## MATERIAL FOR THE TASK
....................

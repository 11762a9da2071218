use dtr_proto::{MessageType, Packet};
use dtr_ring::{PacketQueue, RingError};
use std::sync::Arc;
use std::time::Duration;

fn packet(tag: u8) -> Packet {
    Packet::new(MessageType::Data, 1, 2, vec![tag])
}

#[test]
fn test_fifo_order() {
    let queue = PacketQueue::new(4);
    for tag in 0..4 {
        queue.put(packet(tag)).unwrap();
    }
    for tag in 0..4 {
        assert_eq!(queue.get(Duration::ZERO).unwrap().data, vec![tag]);
    }
    assert_eq!(queue.get(Duration::ZERO), None);
}

#[test]
fn test_put_fails_at_capacity() {
    let queue = PacketQueue::new(2);
    queue.put(packet(0)).unwrap();
    queue.put(packet(1)).unwrap();
    assert_eq!(queue.put(packet(2)), Err(RingError::QueueFull));
    assert_eq!(queue.len(), 2);
}

#[test]
fn test_peek_is_non_destructive() {
    let queue = PacketQueue::new(2);
    queue.put(packet(7)).unwrap();
    assert_eq!(queue.peek(Duration::ZERO).unwrap().data, vec![7]);
    assert_eq!(queue.peek(Duration::ZERO).unwrap().data, vec![7]);
    assert_eq!(queue.len(), 1);
}

#[test]
fn test_release_discards_head() {
    let queue = PacketQueue::new(2);
    queue.put(packet(1)).unwrap();
    queue.put(packet(2)).unwrap();
    queue.release();
    assert_eq!(queue.get(Duration::ZERO).unwrap().data, vec![2]);
    // Releasing an empty queue is a no-op.
    queue.release();
    assert!(queue.is_empty());
}

#[test]
fn test_drain_empties_the_queue() {
    let queue = PacketQueue::new(4);
    for tag in 0..3 {
        queue.put(packet(tag)).unwrap();
    }
    queue.drain();
    assert!(queue.is_empty());
    assert_eq!(queue.get(Duration::ZERO), None);
}

#[test]
fn test_get_times_out_on_empty_queue() {
    let queue = PacketQueue::new(2);
    let started = std::time::Instant::now();
    assert_eq!(queue.get(Duration::from_millis(30)), None);
    assert!(started.elapsed() >= Duration::from_millis(30));
}

#[test]
fn test_get_wakes_on_put_from_other_thread() {
    let queue = Arc::new(PacketQueue::new(2));
    let producer = {
        let queue = queue.clone();
        std::thread::spawn(move || {
            std::thread::sleep(Duration::from_millis(20));
            queue.put(packet(9)).unwrap();
        })
    };
    let received = queue.get(Duration::from_secs(5));
    producer.join().unwrap();
    assert_eq!(received.unwrap().data, vec![9]);
}

#[test]
fn test_close_unblocks_consumer() {
    let queue = Arc::new(PacketQueue::new(2));
    let consumer = {
        let queue = queue.clone();
        std::thread::spawn(move || queue.get(Duration::from_secs(30)))
    };
    std::thread::sleep(Duration::from_millis(20));
    queue.close();
    assert_eq!(consumer.join().unwrap(), None);

    // Closed queues refuse producers but hand out leftovers.
    assert_eq!(queue.put(packet(1)), Err(RingError::NotRunning));
    assert!(queue.is_closed());
}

....................

## INSTRUCTIONS TO FOLLOW
Could you repeat exactly the lines in the listing above from the one with "assert_eq!(queue.get(Duration::ZERO).unwrap().data, vec![2]);" down to the one with "for tag in 0..3"? Include both of those lines.

## RESULT FOR THIS EXERCISE
    assert_eq!(queue.get(Duration::ZERO).unwrap().data, vec![2]);
    // Releasing an empty queue is a no-op.
    queue.release();
    assert!(queue.is_empty());
}

#[test]
fn test_drain_empties_the_queue() {
    let queue = PacketQueue::new(4);
    for tag in 0..3 {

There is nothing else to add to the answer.